*Action item:*
Show every line in the records below that contains the word "crate".

#####

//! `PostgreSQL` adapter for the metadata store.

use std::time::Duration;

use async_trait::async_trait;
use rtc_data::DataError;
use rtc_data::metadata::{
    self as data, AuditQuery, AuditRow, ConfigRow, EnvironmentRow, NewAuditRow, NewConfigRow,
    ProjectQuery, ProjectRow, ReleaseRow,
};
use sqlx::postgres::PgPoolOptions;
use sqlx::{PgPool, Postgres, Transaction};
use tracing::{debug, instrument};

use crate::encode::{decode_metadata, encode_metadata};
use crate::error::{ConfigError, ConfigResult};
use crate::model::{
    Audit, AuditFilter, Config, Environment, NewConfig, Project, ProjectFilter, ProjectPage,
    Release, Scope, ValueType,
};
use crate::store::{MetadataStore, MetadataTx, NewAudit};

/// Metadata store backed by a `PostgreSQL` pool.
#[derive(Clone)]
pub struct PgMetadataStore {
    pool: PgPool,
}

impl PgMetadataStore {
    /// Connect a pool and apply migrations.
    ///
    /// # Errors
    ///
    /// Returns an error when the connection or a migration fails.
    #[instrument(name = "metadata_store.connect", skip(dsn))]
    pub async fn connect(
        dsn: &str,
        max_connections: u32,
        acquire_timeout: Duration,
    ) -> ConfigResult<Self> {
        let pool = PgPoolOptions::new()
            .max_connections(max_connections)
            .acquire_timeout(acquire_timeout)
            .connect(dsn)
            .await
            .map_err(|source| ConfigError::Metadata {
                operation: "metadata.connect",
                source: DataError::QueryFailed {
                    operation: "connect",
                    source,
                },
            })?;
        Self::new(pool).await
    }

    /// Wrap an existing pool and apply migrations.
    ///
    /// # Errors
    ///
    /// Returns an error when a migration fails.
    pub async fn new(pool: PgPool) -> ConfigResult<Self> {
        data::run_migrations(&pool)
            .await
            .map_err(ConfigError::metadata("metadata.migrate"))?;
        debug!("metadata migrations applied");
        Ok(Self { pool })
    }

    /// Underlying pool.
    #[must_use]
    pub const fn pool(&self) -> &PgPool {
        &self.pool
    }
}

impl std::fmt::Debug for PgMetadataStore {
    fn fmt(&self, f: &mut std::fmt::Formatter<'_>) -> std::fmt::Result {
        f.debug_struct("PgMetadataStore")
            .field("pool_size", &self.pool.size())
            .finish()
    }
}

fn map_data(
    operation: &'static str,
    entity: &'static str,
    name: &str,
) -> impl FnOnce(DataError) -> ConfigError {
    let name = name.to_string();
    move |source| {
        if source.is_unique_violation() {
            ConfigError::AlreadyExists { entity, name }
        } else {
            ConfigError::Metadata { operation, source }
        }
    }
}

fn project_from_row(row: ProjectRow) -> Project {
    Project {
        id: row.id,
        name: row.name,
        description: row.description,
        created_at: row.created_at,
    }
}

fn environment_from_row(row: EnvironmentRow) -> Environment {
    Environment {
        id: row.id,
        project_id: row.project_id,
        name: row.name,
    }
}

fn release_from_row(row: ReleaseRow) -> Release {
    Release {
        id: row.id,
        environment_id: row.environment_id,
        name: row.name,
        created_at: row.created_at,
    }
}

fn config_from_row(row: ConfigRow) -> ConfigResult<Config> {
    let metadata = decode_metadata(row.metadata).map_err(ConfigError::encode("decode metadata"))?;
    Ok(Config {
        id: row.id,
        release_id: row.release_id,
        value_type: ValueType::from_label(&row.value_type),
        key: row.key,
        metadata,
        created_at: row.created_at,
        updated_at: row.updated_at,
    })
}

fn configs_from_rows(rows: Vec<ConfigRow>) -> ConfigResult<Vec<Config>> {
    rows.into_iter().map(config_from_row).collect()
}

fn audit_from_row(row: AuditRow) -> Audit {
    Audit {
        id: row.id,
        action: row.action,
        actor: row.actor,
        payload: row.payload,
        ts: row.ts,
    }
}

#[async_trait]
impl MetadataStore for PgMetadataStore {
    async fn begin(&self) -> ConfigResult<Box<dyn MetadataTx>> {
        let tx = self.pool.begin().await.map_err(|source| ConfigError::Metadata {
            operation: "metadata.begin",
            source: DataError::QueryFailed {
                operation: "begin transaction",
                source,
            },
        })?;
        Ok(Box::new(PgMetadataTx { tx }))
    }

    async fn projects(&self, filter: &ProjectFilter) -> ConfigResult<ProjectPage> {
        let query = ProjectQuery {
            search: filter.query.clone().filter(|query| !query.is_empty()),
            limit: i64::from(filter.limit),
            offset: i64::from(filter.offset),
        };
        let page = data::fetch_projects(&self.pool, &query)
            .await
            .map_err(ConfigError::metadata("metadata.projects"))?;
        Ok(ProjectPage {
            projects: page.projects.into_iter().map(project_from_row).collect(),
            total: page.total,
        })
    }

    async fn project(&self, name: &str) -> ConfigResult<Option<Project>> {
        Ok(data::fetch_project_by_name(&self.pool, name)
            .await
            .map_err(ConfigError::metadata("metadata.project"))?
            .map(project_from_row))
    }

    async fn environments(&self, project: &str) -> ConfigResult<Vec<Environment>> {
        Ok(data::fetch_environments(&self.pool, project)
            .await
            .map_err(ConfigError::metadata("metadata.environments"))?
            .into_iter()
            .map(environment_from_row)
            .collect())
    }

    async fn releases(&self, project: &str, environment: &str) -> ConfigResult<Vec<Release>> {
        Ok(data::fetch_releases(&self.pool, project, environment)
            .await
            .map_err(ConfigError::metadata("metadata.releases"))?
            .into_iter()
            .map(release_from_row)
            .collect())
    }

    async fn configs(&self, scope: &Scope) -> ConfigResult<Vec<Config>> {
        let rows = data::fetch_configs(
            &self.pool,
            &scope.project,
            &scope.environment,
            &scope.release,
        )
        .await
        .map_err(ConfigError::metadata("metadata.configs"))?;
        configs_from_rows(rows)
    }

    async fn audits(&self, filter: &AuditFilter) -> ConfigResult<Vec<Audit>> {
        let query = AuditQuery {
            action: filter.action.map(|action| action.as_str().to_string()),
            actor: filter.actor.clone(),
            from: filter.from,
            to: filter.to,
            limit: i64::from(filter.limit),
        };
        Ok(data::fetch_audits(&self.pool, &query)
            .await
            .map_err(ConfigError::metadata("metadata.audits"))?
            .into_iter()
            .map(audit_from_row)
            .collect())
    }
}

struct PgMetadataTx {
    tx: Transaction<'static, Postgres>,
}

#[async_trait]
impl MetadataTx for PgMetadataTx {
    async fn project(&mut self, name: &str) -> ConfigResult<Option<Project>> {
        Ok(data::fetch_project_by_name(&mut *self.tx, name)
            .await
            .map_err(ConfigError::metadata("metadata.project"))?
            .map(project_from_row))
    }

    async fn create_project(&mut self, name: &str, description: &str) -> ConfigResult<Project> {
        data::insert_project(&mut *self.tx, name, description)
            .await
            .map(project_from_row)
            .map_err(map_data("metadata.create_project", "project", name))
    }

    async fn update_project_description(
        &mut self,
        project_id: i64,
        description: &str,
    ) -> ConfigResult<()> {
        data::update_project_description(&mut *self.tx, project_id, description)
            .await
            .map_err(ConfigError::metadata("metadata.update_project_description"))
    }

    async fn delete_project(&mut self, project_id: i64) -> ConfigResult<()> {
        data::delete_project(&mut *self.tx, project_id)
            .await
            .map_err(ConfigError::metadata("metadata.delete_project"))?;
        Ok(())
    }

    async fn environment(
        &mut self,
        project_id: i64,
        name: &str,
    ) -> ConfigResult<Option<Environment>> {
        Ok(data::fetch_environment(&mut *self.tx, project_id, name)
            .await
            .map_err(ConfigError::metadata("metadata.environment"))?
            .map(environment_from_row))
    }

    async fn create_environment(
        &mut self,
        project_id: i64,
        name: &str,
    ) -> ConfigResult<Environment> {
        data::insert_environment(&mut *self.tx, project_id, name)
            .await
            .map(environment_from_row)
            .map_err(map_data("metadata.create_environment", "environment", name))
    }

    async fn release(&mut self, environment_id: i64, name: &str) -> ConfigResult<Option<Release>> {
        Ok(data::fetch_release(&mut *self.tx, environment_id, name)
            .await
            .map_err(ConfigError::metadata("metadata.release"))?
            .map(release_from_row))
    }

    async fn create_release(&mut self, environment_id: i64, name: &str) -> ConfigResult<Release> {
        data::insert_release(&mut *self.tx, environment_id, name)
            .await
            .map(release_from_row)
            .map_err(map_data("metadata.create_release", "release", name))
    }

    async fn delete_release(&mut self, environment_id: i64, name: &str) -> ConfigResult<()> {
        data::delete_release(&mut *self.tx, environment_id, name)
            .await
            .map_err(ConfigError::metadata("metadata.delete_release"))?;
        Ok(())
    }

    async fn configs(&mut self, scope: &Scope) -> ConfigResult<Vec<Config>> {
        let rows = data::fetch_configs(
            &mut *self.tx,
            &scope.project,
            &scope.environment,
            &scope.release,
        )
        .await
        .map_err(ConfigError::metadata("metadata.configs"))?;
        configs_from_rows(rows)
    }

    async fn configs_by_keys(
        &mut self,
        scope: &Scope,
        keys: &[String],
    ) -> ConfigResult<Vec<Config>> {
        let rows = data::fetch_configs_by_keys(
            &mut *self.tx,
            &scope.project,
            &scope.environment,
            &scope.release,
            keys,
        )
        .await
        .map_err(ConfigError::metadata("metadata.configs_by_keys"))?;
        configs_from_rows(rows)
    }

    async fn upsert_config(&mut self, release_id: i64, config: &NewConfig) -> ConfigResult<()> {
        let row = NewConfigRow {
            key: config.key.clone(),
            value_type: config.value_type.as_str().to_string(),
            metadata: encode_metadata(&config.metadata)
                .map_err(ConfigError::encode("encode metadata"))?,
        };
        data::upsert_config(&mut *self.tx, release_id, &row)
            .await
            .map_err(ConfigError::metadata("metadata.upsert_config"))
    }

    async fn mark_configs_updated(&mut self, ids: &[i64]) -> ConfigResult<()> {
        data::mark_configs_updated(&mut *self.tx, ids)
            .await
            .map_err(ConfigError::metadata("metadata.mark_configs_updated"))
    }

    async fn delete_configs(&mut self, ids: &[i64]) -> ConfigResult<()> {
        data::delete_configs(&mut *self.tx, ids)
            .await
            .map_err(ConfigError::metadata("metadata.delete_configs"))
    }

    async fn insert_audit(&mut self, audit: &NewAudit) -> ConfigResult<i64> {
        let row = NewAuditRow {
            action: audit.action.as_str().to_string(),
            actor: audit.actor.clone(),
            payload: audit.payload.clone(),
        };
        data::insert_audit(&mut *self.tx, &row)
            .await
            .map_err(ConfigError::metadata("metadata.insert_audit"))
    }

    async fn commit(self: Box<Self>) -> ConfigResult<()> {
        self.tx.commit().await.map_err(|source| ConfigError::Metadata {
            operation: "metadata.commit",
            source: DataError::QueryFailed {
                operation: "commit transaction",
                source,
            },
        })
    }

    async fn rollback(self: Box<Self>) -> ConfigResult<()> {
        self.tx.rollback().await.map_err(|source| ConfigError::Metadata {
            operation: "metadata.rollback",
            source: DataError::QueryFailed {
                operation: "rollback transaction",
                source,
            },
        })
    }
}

#####

*Exercise answer:*
use crate::encode::{decode_metadata, encode_metadata};
use crate::error::{ConfigError, ConfigResult};
use crate::model::{
use crate::store::{MetadataStore, MetadataTx, NewAudit};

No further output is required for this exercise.